2. Materials and Methods

2.1. Study Area

Indonesia has the largest area planted to rubber in the world. Among all Indonesian provinces, South Sumatra (3.3194°S and 103.9144°E) possesses the largest area committed to rubber production. The province contributed 28.1% of total Indonesian dry rubber production in the year 2018 [44]. Within South Sumatra, agriculture is the pillar of the economy, with natural rubber being particularly important. Therefore, South Sumatra, specifically in the Banyuasin regency, was chosen as a study area, covering a total area of 1493 hectares (Figure 1).
The study area is characterised by a tropical monsoon climate that delivers annual dry and rainy seasons. The dry season typically spans from May to September, while the rainy season falls between October and April. The average annual precipitation is 2623 mm, with air temperature ranging from 24.7 °C to 32.9 °C and relatively high air humidity above 82%. The average altitude of the area is approximately 8 m.
Rubber plantations were the sole land cover type analysed in this study, and there was no change in land cover type throughout the study period of 2010 to 2019. This minimised uncertainties in the remote sensing data pixels as there was no influence of other crops/land cover when extracting rubber phenology.

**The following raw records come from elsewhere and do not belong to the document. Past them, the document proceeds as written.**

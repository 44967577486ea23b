//! Per-corner UV overlay.
//!
//! A [`UvOverlay`] stores one [`ElementId`] per triangle corner. Elements own
//! a 2D coordinate and remember the mesh vertex they belong to; triangles that
//! share an element are stitched together in UV space. Triangles may be unset,
//! in which case they carry no UVs in this layer.
//!
//! # Coordinate convention
//!
//! Element coordinates are stored in the *internal* convention, where the V
//! axis is flipped relative to the external (authoring/texture) convention:
//!
//! ```text
//! V_internal = 1 - V_external
//! ```
//!
//! Use [`to_external`]/[`to_internal`] or the `*_external` accessors whenever
//! reasoning about tiles or the unit square.

use nalgebra::Point2;

use super::index::{ElementId, TriangleId, VertexId};

/// Convert a coordinate from the internal storage convention to the external one.
#[inline]
pub fn to_external(uv: Point2<f64>) -> Point2<f64> {
    Point2::new(uv.x, 1.0 - uv.y)
}

/// Convert a coordinate from the external convention to the internal storage one.
#[inline]
pub fn to_internal(uv: Point2<f64>) -> Point2<f64> {
    Point2::new(uv.x, 1.0 - uv.y)
}

/// A UV layer: per-triangle element triples plus the element coordinates.
#[derive(Debug, Clone, PartialEq)]
pub struct UvOverlay {
    /// Element coordinates (internal convention), indexed by element ID.
    elements: Vec<Point2<f64>>,
    /// Parent vertex of each element.
    parents: Vec<VertexId>,
    /// Element triple for each triangle, or `None` for unset triangles.
    triangles: Vec<Option<[ElementId; 3]>>,
}

impl UvOverlay {
    /// Create an overlay for `num_triangles` triangles, all initially unset.
    pub fn new(num_triangles: usize) -> Self {
        Self {
            elements: Vec::new(),
            parents: Vec::new(),
            triangles: vec![None; num_triangles],
        }
    }

    // ==================== Accessors ====================

    /// Get the number of elements.
    #[inline]
    pub fn num_elements(&self) -> usize {
        self.elements.len()
    }

    /// Get the number of triangles the overlay covers (set or not).
    #[inline]
    pub fn num_triangles(&self) -> usize {
        self.triangles.len()
    }

    /// Check whether an element ID refers to an existing element.
    #[inline]
    pub fn is_element(&self, e: ElementId) -> bool {
        e.is_valid() && e.index() < self.elements.len()
    }

    /// Get an element coordinate in the internal convention.
    #[inline]
    pub fn element(&self, e: ElementId) -> Point2<f64> {
        self.elements[e.index()]
    }

    /// Set an element coordinate in the internal convention.
    #[inline]
    pub fn set_element(&mut self, e: ElementId, uv: Point2<f64>) {
        self.elements[e.index()] = uv;
    }

    /// Get an element coordinate in the external convention.
    #[inline]
    pub fn external_element(&self, e: ElementId) -> Point2<f64> {
        to_external(self.element(e))
    }

    /// Set an element coordinate given in the external convention.
    #[inline]
    pub fn set_external_element(&mut self, e: ElementId, uv: Point2<f64>) {
        self.set_element(e, to_internal(uv));
    }

    /// Get the parent vertex of an element.
    #[inline]
    pub fn element_parent(&self, e: ElementId) -> VertexId {
        self.parents[e.index()]
    }

    /// Get the element triple of a triangle, if the triangle is set.
    #[inline]
    pub fn triangle(&self, t: TriangleId) -> Option<[ElementId; 3]> {
        self.triangles.get(t.index()).copied().flatten()
    }

    /// Check whether a triangle has UVs in this overlay.
    #[inline]
    pub fn is_set_triangle(&self, t: TriangleId) -> bool {
        self.triangle(t).is_some()
    }

    /// Get the three external-convention UVs of a set triangle.
    pub fn triangle_external_uvs(&self, t: TriangleId) -> Option<[Point2<f64>; 3]> {
        self.triangle(t).map(|[a, b, c]| {
            [
                self.external_element(a),
                self.external_element(b),
                self.external_element(c),
            ]
        })
    }

    // ==================== Iteration ====================

    /// Iterate over all element IDs.
    pub fn element_ids(&self) -> impl Iterator<Item = ElementId> + '_ {
        (0..self.elements.len()).map(ElementId::new)
    }

    /// Iterate over the IDs of all set triangles.
    pub fn set_triangle_ids(&self) -> impl Iterator<Item = TriangleId> + '_ {
        self.triangles
            .iter()
            .enumerate()
            .filter(|(_, tri)| tri.is_some())
            .map(|(i, _)| TriangleId::new(i))
    }

    /// Build the element → triangles adjacency over set triangles.
    ///
    /// Triangle lists are in ascending triangle order. A triangle that uses
    /// an element at more than one corner is listed once.
    pub fn element_triangles(&self) -> Vec<Vec<TriangleId>> {
        let mut adjacency = vec![Vec::new(); self.elements.len()];
        for t in self.set_triangle_ids() {
            if let Some(tri) = self.triangle(t) {
                for (corner, e) in tri.iter().enumerate() {
                    if tri[..corner].contains(e) {
                        continue;
                    }
                    adjacency[e.index()].push(t);
                }
            }
        }
        adjacency
    }

    // ==================== Construction ====================

    /// Append a new element (internal convention) and return its ID.
    pub fn append_element(&mut self, parent: VertexId, uv: Point2<f64>) -> ElementId {
        let id = ElementId::new(self.elements.len());
        self.elements.push(uv);
        self.parents.push(parent);
        id
    }

    /// Assign the element triple of a triangle.
    ///
    /// Element IDs are not checked here; [`TriangleMesh::add_uv_layer`]
    /// validates the whole overlay against the mesh.
    ///
    /// [`TriangleMesh::add_uv_layer`]: super::TriangleMesh::add_uv_layer
    pub fn set_triangle(&mut self, t: TriangleId, elements: [ElementId; 3]) {
        self.triangles[t.index()] = Some(elements);
    }

    /// Mark a triangle as carrying no UVs.
    pub fn unset_triangle(&mut self, t: TriangleId) {
        self.triangles[t.index()] = None;
    }

    /// Replace one corner reference of a set triangle.
    pub(crate) fn replace_corner(&mut self, t: TriangleId, from: ElementId, to: ElementId) {
        if let Some(tri) = self.triangles[t.index()].as_mut() {
            for e in tri.iter_mut() {
                if *e == from {
                    *e = to;
                }
            }
        }
    }

    /// Duplicate an element (same parent and coordinate) and return the copy.
    pub(crate) fn duplicate_element(&mut self, e: ElementId) -> ElementId {
        let uv = self.element(e);
        let parent = self.element_parent(e);
        self.append_element(parent, uv)
    }

    /// Collect the distinct elements used by a set of triangles, ascending.
    ///
    /// Unset triangles contribute nothing.
    pub fn triangle_elements(&self, triangles: &[TriangleId]) -> Vec<ElementId> {
        let mut elements: Vec<ElementId> = triangles
            .iter()
            .filter_map(|&t| self.triangle(t))
            .flatten()
            .collect();
        elements.sort_unstable();
        elements.dedup();
        elements
    }

    /// Bounding box of all elements in the external convention.
    ///
    /// Returns `None` if the overlay has no elements.
    pub fn external_bounding_box(&self) -> Option<(Point2<f64>, Point2<f64>)> {
        let mut ids = self.element_ids();
        let first = self.external_element(ids.next()?);
        let (mut min, mut max) = (first, first);
        for e in ids {
            let uv = self.external_element(e);
            min.x = min.x.min(uv.x);
            min.y = min.y.min(uv.y);
            max.x = max.x.max(uv.x);
            max.y = max.y.max(uv.y);
        }
        Some((min, max))
    }
}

2.2. Rubber Phenological Events and Remote Sensing

Rubber trees are considered mature and ready for latex harvesting at 5–7 years. At full maturity, rubber trees commence annual wintering behaviour, where leaves are shed during the drier months before being replaced with fresh foliage.
Prior to defoliation, the normally dark green, mature leaves turn brown-yellow before they fall. This takes approximately three to four weeks [45] and indicates the end of the growing season. In the refoliation period, the new leaves emerge and expand. This is considered the start of the growing season. The changes in canopy density are dramatic and are illustrated in Figure 2. The images were taken one month apart using an unmanned aerial vehicle. At the canopy level, the leaf colour indicates the age or maturity of leaves, and intense defoliation marks the junction between the defoliation and refoliation process. During refoliation, emerging leaves change from a reddish colour to green (Figure 3). Similar phenological stages during rubber leaf development have been previously reported [9]. The whole process of defoliation and refoliation takes approximately six to eight weeks and occurs in the dry season, typically May to September for South Sumatra, Indonesia. Plant metabolism is substantially affected during this period, with latex production decreasing up to 60% from the peak. The phenological stages in the wintering period are strongly influenced by climatic factors [45]. Apart from this period, the tree maintains a full canopy of leaves throughout the year.

2.3. Method Overview

Figure 4 illustrates an overview of the methods used to investigate the influence of climate on rubber phenology. The flowchart is divided into three major sections: (1) phenology; (2) climate; and (3) phenology and climate. Each section describes the flowchart of obtaining the phenological metrics, climate rainfall, and temperature trends, and SOS/EOS models, respectively. The flowchart symbols are defined at the bottom of the chart. Based on the symbols, there are five input datasets used in this study: MODIS MOD09Q1, MODIS MYD09Q1, Sentinel-2, rainfall, and temperature data. The details of each process involved are further explained in the following subsection of this paper.

2.4. Remote Sensing Data

The remote sensing data used in this study are from MODIS and Sentinel-2. The MODIS datasets were the primary dataset, while the Sentinel-2 data were used for validation purposes. The subsection below describes the reasons for the selection of these datasets and the pre-processing and processing steps conducted on the image datasets.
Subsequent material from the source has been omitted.